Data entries
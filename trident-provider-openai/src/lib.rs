#![deny(missing_docs)]
//! OpenAI-compatible backend for trident.
//!
//! Implements `keel::ModelBackend` against any chat-completions
//! endpoint speaking the OpenAI wire format. Endpoint and key come
//! from [`OpenAiConfig`], never from code. Streaming uses the uniform
//! invoke-backed adapter; chunked SSE is a backend concern this crate
//! does not take on.

mod types;

use async_trait::async_trait;

use keel::{
    AgentError, FinishReason, ModelBackend, ModelCapabilities, ModelRequest, ModelResponse,
    ModelRole, TokenUsage,
};
use types::*;

/// Connection configuration for an OpenAI-compatible endpoint.
#[non_exhaustive]
#[derive(Debug, Clone)]
pub struct OpenAiConfig {
    /// Full URL of the chat-completions endpoint.
    pub api_url: String,
    /// Bearer token.
    pub api_key: String,
    /// Optional `OpenAI-Organization` header value.
    pub organization: Option<String>,
}

impl OpenAiConfig {
    /// Configuration for the hosted OpenAI endpoint.
    pub fn new(api_key: impl Into<String>) -> Self {
        Self {
            api_url: "https://api.openai.com/v1/chat/completions".into(),
            api_key: api_key.into(),
            organization: None,
        }
    }

    /// Point at a different endpoint (proxy, local server).
    #[must_use]
    pub fn with_url(mut self, url: impl Into<String>) -> Self {
        self.api_url = url.into();
        self
    }
}

/// OpenAI-compatible chat-completions backend.
pub struct OpenAiBackend {
    config: OpenAiConfig,
    client: reqwest::Client,
}

impl OpenAiBackend {
    /// A backend with the given configuration.
    pub fn new(config: OpenAiConfig) -> Self {
        Self {
            config,
            client: reqwest::Client::new(),
        }
    }

    fn build_request(&self, request: &ModelRequest) -> ChatRequest {
        ChatRequest {
            model: request.config.model_id.clone(),
            messages: request
                .messages
                .iter()
                .map(|m| ChatMessage {
                    role: match m.role {
                        ModelRole::System => "system",
                        ModelRole::User => "user",
                        ModelRole::Assistant => "assistant",
                    }
                    .to_string(),
                    content: m.content.clone(),
                })
                .collect(),
            temperature: request.config.temperature,
            max_tokens: request.config.max_tokens,
            stop: request.config.stop_sequences.clone(),
        }
    }
}

fn map_finish_reason(reason: Option<&str>) -> FinishReason {
    match reason {
        Some("length") => FinishReason::Length,
        Some("stop") | None => FinishReason::Completed,
        Some("tool_calls") | Some("function_call") => FinishReason::ToolCall,
        Some(_) => FinishReason::Stop,
    }
}

#[async_trait]
impl ModelBackend for OpenAiBackend {
    fn capabilities(&self) -> ModelCapabilities {
        ModelCapabilities {
            supports_streaming: true,
            supports_tool_calling: false,
            supports_system_messages: true,
            max_context_length: 128_000,
            supported_message_types: vec!["text".to_string()],
        }
    }

    async fn invoke(&self, request: ModelRequest) -> Result<ModelResponse, AgentError> {
        let body = self.build_request(&request);
        let mut http = self
            .client
            .post(&self.config.api_url)
            .bearer_auth(&self.config.api_key)
            .json(&body);
        if let Some(org) = &self.config.organization {
            http = http.header("OpenAI-Organization", org);
        }

        let response = http.send().await.map_err(|e| {
            AgentError::network("UPSTREAM_UNREACHABLE", format!("model request failed: {e}"))
        })?;

        let status = response.status();
        let text = response.text().await.map_err(|e| {
            AgentError::network("UPSTREAM_UNREACHABLE", format!("reading response failed: {e}"))
        })?;

        if !status.is_success() {
            let detail = serde_json::from_str::<ErrorEnvelope>(&text)
                .map(|e| e.error.message)
                .unwrap_or_else(|_| text.clone());
            return Err(AgentError::network(
                "MODEL_BACKEND",
                format!("backend returned {status}: {detail}"),
            ));
        }

        let parsed: ChatResponse = serde_json::from_str(&text).map_err(|e| {
            AgentError::network("MODEL_BACKEND", format!("invalid backend response: {e}"))
        })?;
        let choice = parsed.choices.into_iter().next().ok_or_else(|| {
            AgentError::network("MODEL_BACKEND", "backend returned no choices")
        })?;

        let usage = parsed
            .usage
            .map(|u| TokenUsage {
                prompt_tokens: u.prompt_tokens,
                completion_tokens: u.completion_tokens,
                total_tokens: if u.total_tokens > 0 {
                    u.total_tokens
                } else {
                    u.prompt_tokens + u.completion_tokens
                },
            })
            .unwrap_or_default();

        Ok(ModelResponse {
            content: choice.message.content,
            finish_reason: map_finish_reason(choice.finish_reason.as_deref()),
            usage,
        })
    }
}

#[cfg(test)]
mod tests {
    use super::*;
    use keel::{ModelConfiguration, ModelMessage};

    #[test]
    fn request_maps_roles_and_parameters() {
        let backend = OpenAiBackend::new(OpenAiConfig::new("sk-test"));
        let request = ModelRequest {
            messages: vec![
                ModelMessage::system("be terse"),
                ModelMessage::user("hello"),
                ModelMessage::assistant("hi"),
            ],
            config: ModelConfiguration::new("openai", "gpt-4o-mini").with_temperature(0.2),
            context: Default::default(),
        };
        let body = backend.build_request(&request);
        assert_eq!(body.model, "gpt-4o-mini");
        assert_eq!(body.temperature, Some(0.2));
        let roles: Vec<&str> = body.messages.iter().map(|m| m.role.as_str()).collect();
        assert_eq!(roles, ["system", "user", "assistant"]);
    }

    #[test]
    fn finish_reasons_map() {
        assert_eq!(map_finish_reason(Some("stop")), FinishReason::Completed);
        assert_eq!(map_finish_reason(Some("length")), FinishReason::Length);
        assert_eq!(map_finish_reason(Some("tool_calls")), FinishReason::ToolCall);
        assert_eq!(map_finish_reason(None), FinishReason::Completed);
    }

    #[test]
    fn response_parsing_shape() {
        let raw = serde_json::json!({
            "choices": [{"message": {"role": "assistant", "content": "hey"}, "finish_reason": "stop"}],
            "usage": {"prompt_tokens": 3, "completion_tokens": 1, "total_tokens": 4},
        });
        let parsed: types::ChatResponse = serde_json::from_value(raw).unwrap();
        assert_eq!(parsed.choices[0].message.content, "hey");
        assert_eq!(parsed.usage.as_ref().unwrap().total_tokens, 4);
    }
}
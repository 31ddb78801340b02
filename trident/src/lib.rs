#![deny(missing_docs)]
//! # trident — umbrella crate
//!
//! One import surface for the trident agent runtime. Re-exports the
//! member crates behind feature flags, plus a `prelude` for the happy
//! path of composing a dispatcher.

#[cfg(feature = "core")]
pub use keel;
#[cfg(feature = "classify")]
pub use trident_classify;
#[cfg(feature = "command")]
pub use trident_command;
#[cfg(feature = "dispatch")]
pub use trident_dispatch;
#[cfg(feature = "core")]
pub use trident_exec;
#[cfg(feature = "core")]
pub use trident_provider;
#[cfg(feature = "provider-openai")]
pub use trident_provider_openai;
#[cfg(feature = "core")]
pub use trident_security;
#[cfg(feature = "state-fs")]
pub use trident_state_fs;
#[cfg(feature = "state-memory")]
pub use trident_state_memory;
#[cfg(feature = "core")]
pub use trident_tool;
#[cfg(feature = "workflow")]
pub use trident_workflow;

/// Happy-path imports for composing a trident agent.
pub mod prelude {
    #[cfg(feature = "core")]
    pub use keel::{
        AgentError, ClassificationMethod, ClassificationResult, ErrorCategory, InputKind,
        ModelBackend, ModelConfiguration, Pattern, Request, Response, Session, SessionId,
        SessionStore, Tool, ToolCall, ToolGateway, ToolResult, WorkflowId, WorkflowSpec,
        WorkflowState,
    };

    #[cfg(feature = "core")]
    pub use trident_exec::{ExecutorConfig, LocalToolGateway, ToolExecutor};
    #[cfg(feature = "core")]
    pub use trident_provider::{ModelHub, ScriptedModel};
    #[cfg(feature = "core")]
    pub use trident_security::{SecurityConfig, SecurityGateway};
    #[cfg(feature = "core")]
    pub use trident_tool::{RegisterOptions, ToolMetadata, ToolRegistry};

    #[cfg(feature = "classify")]
    pub use trident_classify::{standard_methods, ClassifierConfig, InputClassifier};

    #[cfg(feature = "command")]
    pub use trident_command::{AgentMode, CommandHandler, StatusSurface};

    #[cfg(feature = "workflow")]
    pub use trident_workflow::{
        EngineConfig, ExtractorConfig, WorkflowEngine, WorkflowExtractor,
    };

    #[cfg(feature = "dispatch")]
    pub use trident_dispatch::{AgentDispatcher, DispatcherConfig, StreamEvent, Timeouts};

    #[cfg(feature = "state-memory")]
    pub use trident_state_memory::{MemoryStore, StoreConfig};

    #[cfg(feature = "state-fs")]
    pub use trident_state_fs::{FsStore, HybridStore};

    #[cfg(feature = "provider-openai")]
    pub use trident_provider_openai::{OpenAiBackend, OpenAiConfig};
}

— ASSIGNMENT —
Report all lines above with "user".

— YOUR RESPONSE —
                        ModelRole::User => "user",
                ModelMessage::user("hello"),
        assert_eq!(roles, ["system", "user", "assistant"]);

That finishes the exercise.